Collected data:
[Start of Attachment]

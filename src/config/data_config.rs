//! 서버 및 환경 설정 관리 모듈
//!
//! 서버 바인딩, 실행 환경, 요청 타임아웃, 패스워드 해싱 강도 설정을 관리합니다.

use std::env;

/// 애플리케이션 실행 환경
#[derive(Debug, Clone, PartialEq)]
pub enum Environment {
    /// 개발 환경 - 빠른 개발을 위한 설정 (샘플 데이터 시드 포함)
    Development,
    /// 테스트 환경 - 자동화된 테스트용 설정
    Test,
    /// 스테이징 환경 - 프로덕션 유사 환경
    Staging,
    /// 프로덕션 환경 - 최고 수준의 보안 및 성능
    Production,
}

impl Environment {
    /// 현재 실행 환경을 감지합니다.
    ///
    /// `ENVIRONMENT` 환경 변수를 확인하며,
    /// 설정되지 않은 경우 `Production`을 기본값으로 사용합니다.
    pub fn current() -> Self {
        match env::var("ENVIRONMENT")
            .unwrap_or_else(|_| "production".to_string())
            .to_lowercase()
            .as_str()
        {
            "development" | "dev" => Environment::Development,
            "test" | "testing" => Environment::Test,
            "staging" | "stage" => Environment::Staging,
            _ => Environment::Production,
        }
    }

    /// 문자열에서 Environment를 생성합니다.
    ///
    /// 알 수 없는 값인 경우 `Production`을 반환합니다.
    pub fn from_str(s: &str) -> Self {
        match s.to_lowercase().as_str() {
            "development" | "dev" => Environment::Development,
            "test" | "testing" => Environment::Test,
            "staging" | "stage" => Environment::Staging,
            _ => Environment::Production,
        }
    }
}

/// 패스워드 해싱 설정
pub struct PasswordConfig;

impl PasswordConfig {
    /// 현재 환경에 맞는 bcrypt cost를 반환합니다.
    ///
    /// `BCRYPT_COST` 환경 변수가 4-15 범위의 값으로 설정되어 있으면 이를 사용하고,
    /// 그렇지 않으면 환경별 기본값을 사용합니다.
    ///
    /// # Environment Defaults
    ///
    /// - Development/Test: 4 (빠른 처리)
    /// - Staging: 10 (중간 보안)
    /// - Production: 12 (고보안)
    pub fn bcrypt_cost() -> u32 {
        if let Ok(cost_str) = env::var("BCRYPT_COST") {
            if let Ok(cost) = cost_str.parse::<u32>() {
                if (4..=15).contains(&cost) {
                    return cost;
                }
            }
        }

        Self::bcrypt_cost_for_env(&Environment::current())
    }

    /// 특정 환경에 대한 bcrypt cost를 반환합니다.
    pub fn bcrypt_cost_for_env(env: &Environment) -> u32 {
        match env {
            Environment::Development => 4,
            Environment::Test => 4,
            Environment::Staging => 10,
            Environment::Production => 12,
        }
    }
}

/// 서버 바인딩 및 요청 처리 설정
pub struct ServerConfig;

impl ServerConfig {
    /// 서버가 바인딩할 포트를 반환합니다.
    ///
    /// # Environment Variables
    ///
    /// - `PORT`: 커스텀 포트 설정 (기본값: 8080)
    pub fn port() -> u16 {
        env::var("PORT")
            .unwrap_or_else(|_| "8080".to_string())
            .parse()
            .unwrap_or(8080)
    }

    /// 서버가 바인딩할 호스트 주소를 반환합니다.
    ///
    /// # Environment Variables
    ///
    /// - `HOST`: 커스텀 호스트 설정 (기본값: "0.0.0.0", 모든 인터페이스)
    pub fn host() -> String {
        env::var("HOST").unwrap_or_else(|_| "0.0.0.0".to_string())
    }

    /// 요청별 타임아웃을 초 단위로 반환합니다.
    ///
    /// 핸들러 처리가 이 시간을 초과하면 클라이언트는 408 응답을 받습니다.
    /// 타임아웃 이후 완료된 작업의 부수 효과는 되돌리지 않습니다.
    ///
    /// # Environment Variables
    ///
    /// - `REQUEST_TIMEOUT_SECONDS`: 커스텀 타임아웃 설정 (기본값: 10)
    pub fn request_timeout_secs() -> u64 {
        env::var("REQUEST_TIMEOUT_SECONDS")
            .unwrap_or_else(|_| "10".to_string())
            .parse()
            .unwrap_or(10)
    }
}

[End of Attachment]

Nothing in the entries may be left out; each line is to be output exactly.

Solution below:
filename src/config/data_config.rs
//! 서버 및 환경 설정 관리 모듈
//!
//! 서버 바인딩, 실행 환경, 요청 타임아웃, 패스워드 해싱 강도 설정을 관리합니다.

use std::env;

/// 애플리케이션 실행 환경
#[derive(Debug, Clone, PartialEq)]
pub enum Environment {
    /// 개발 환경 - 빠른 개발을 위한 설정 (샘플 데이터 시드 포함)
    Development,
    /// 테스트 환경 - 자동화된 테스트용 설정
    Test,
    /// 스테이징 환경 - 프로덕션 유사 환경
    Staging,
    /// 프로덕션 환경 - 최고 수준의 보안 및 성능
    Production,
}

impl Environment {
    /// 현재 실행 환경을 감지합니다.
    ///
    /// `ENVIRONMENT` 환경 변수를 확인하며,
    /// 설정되지 않은 경우 `Production`을 기본값으로 사용합니다.
    pub fn current() -> Self {
        match env::var("ENVIRONMENT")
            .unwrap_or_else(|_| "production".to_string())
            .to_lowercase()
            .as_str()
        {
            "development" | "dev" => Environment::Development,
            "test" | "testing" => Environment::Test,
            "staging" | "stage" => Environment::Staging,
            _ => Environment::Production,
        }
    }

    /// 문자열에서 Environment를 생성합니다.
    ///
    /// 알 수 없는 값인 경우 `Production`을 반환합니다.
    pub fn from_str(s: &str) -> Self {
        match s.to_lowercase().as_str() {
            "development" | "dev" => Environment::Development,
            "test" | "testing" => Environment::Test,
            "staging" | "stage" => Environment::Staging,
            _ => Environment::Production,
        }
    }
}

/// 패스워드 해싱 설정
pub struct PasswordConfig;

impl PasswordConfig {
    /// 현재 환경에 맞는 bcrypt cost를 반환합니다.
    ///
    /// `BCRYPT_COST` 환경 변수가 4-15 범위의 값으로 설정되어 있으면 이를 사용하고,
    /// 그렇지 않으면 환경별 기본값을 사용합니다.
    ///
    /// # Environment Defaults
    ///
    /// - Development/Test: 4 (빠른 처리)
    /// - Staging: 10 (중간 보안)
    /// - Production: 12 (고보안)
    pub fn bcrypt_cost() -> u32 {
        if let Ok(cost_str) = env::var("BCRYPT_COST") {
            if let Ok(cost) = cost_str.parse::<u32>() {
                if (4..=15).contains(&cost) {
                    return cost;
                }
            }
        }

        Self::bcrypt_cost_for_env(&Environment::current())
    }

    /// 특정 환경에 대한 bcrypt cost를 반환합니다.
    pub fn bcrypt_cost_for_env(env: &Environment) -> u32 {
        match env {
            Environment::Development => 4,
            Environment::Test => 4,
            Environment::Staging => 10,
            Environment::Production => 12,
        }
    }
}

/// 서버 바인딩 및 요청 처리 설정
pub struct ServerConfig;

impl ServerConfig {
    /// 서버가 바인딩할 포트를 반환합니다.
    ///
    /// # Environment Variables
    ///
    /// - `PORT`: 커스텀 포트 설정 (기본값: 8080)
    pub fn port() -> u16 {
        env::var("PORT")
            .unwrap_or_else(|_| "8080".to_string())
            .parse()
            .unwrap_or(8080)
    }

    /// 서버가 바인딩할 호스트 주소를 반환합니다.
    ///
    /// # Environment Variables
    ///
    /// - `HOST`: 커스텀 호스트 설정 (기본값: "0.0.0.0", 모든 인터페이스)
    pub fn host() -> String {
        env::var("HOST").unwrap_or_else(|_| "0.0.0.0".to_string())
    }

    /// 요청별 타임아웃을 초 단위로 반환합니다.
    ///
    /// 핸들러 처리가 이 시간을 초과하면 클라이언트는 408 응답을 받습니다.
    /// 타임아웃 이후 완료된 작업의 부수 효과는 되돌리지 않습니다.
    ///
    /// # Environment Variables
    ///
    /// - `REQUEST_TIMEOUT_SECONDS`: 커스텀 타임아웃 설정 (기본값: 10)
    pub fn request_timeout_secs() -> u64 {
        env::var("REQUEST_TIMEOUT_SECONDS")
            .unwrap_or_else(|_| "10".to_string())
            .parse()
            .unwrap_or(10)
    }
}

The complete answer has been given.